Data listing ::
━━━━━━━━━━━━━━━━━━━━━━━━━━━━━━
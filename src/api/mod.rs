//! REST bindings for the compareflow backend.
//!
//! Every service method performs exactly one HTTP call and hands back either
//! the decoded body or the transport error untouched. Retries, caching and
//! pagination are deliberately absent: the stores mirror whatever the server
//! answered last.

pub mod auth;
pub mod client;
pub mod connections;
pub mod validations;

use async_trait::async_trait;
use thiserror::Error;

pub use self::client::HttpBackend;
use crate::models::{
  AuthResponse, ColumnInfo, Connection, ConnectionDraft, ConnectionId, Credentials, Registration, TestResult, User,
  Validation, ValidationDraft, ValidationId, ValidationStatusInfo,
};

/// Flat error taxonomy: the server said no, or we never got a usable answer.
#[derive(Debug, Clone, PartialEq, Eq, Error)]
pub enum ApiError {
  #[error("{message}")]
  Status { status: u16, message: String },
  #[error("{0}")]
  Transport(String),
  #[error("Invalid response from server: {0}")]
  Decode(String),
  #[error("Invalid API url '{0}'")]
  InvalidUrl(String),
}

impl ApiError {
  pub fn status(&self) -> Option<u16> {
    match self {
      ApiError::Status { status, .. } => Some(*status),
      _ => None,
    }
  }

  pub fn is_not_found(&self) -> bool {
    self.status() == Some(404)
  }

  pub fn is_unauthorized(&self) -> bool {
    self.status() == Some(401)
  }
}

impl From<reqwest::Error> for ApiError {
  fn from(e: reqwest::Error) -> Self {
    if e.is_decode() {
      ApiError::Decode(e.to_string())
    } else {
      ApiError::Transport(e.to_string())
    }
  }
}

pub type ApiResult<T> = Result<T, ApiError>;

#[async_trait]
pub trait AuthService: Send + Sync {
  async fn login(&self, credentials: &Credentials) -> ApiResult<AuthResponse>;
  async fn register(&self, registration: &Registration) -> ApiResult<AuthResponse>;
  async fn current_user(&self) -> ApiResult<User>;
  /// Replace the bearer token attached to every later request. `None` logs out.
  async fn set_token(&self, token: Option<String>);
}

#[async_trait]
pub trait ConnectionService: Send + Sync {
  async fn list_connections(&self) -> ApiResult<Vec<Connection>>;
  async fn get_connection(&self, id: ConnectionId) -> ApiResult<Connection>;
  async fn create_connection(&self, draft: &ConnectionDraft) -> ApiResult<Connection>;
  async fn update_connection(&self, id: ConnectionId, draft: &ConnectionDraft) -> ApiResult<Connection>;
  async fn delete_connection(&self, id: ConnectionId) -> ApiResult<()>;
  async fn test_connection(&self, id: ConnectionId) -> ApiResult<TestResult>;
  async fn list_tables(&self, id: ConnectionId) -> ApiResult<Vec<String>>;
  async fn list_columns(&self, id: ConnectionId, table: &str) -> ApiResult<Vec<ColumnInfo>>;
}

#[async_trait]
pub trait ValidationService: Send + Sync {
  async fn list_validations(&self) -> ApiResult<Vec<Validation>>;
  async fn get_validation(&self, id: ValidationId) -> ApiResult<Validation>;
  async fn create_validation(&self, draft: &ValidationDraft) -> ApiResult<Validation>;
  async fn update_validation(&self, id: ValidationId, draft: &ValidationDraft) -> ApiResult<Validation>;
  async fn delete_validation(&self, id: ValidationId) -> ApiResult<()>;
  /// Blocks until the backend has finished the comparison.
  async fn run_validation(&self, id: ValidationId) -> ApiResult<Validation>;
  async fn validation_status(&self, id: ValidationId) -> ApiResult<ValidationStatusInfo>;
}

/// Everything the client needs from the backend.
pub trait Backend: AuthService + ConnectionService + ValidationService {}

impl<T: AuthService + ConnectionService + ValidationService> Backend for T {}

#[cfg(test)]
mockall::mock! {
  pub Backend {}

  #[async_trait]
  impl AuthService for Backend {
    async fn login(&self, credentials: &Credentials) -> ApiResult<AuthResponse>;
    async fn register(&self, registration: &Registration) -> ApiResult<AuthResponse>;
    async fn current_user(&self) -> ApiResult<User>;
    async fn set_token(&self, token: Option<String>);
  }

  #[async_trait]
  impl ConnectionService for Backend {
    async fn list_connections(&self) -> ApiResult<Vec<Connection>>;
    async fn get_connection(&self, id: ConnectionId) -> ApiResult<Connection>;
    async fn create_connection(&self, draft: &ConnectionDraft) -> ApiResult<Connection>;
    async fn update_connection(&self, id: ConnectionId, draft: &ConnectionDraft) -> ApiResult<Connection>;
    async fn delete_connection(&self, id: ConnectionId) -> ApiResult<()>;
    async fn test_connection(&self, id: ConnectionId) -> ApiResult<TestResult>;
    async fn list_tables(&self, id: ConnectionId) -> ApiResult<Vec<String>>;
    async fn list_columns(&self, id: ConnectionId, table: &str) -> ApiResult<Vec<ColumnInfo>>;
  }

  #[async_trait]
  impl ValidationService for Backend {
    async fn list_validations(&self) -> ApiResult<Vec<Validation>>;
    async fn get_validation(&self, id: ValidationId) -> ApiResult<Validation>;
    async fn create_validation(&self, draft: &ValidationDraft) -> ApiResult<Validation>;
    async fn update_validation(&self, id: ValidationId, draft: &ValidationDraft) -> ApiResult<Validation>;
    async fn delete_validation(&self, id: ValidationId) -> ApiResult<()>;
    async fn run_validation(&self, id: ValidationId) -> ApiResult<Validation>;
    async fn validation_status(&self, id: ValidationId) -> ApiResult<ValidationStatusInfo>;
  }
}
━━━━━━━━━━━━━━━━━━━━━━━━━━━━━━
Exercise goal :: Look for "message" in each line of the material, then copy the lines where it is found.

Result of the exercise ::
  #[error("{message}")]
  Status { status: u16, message: String },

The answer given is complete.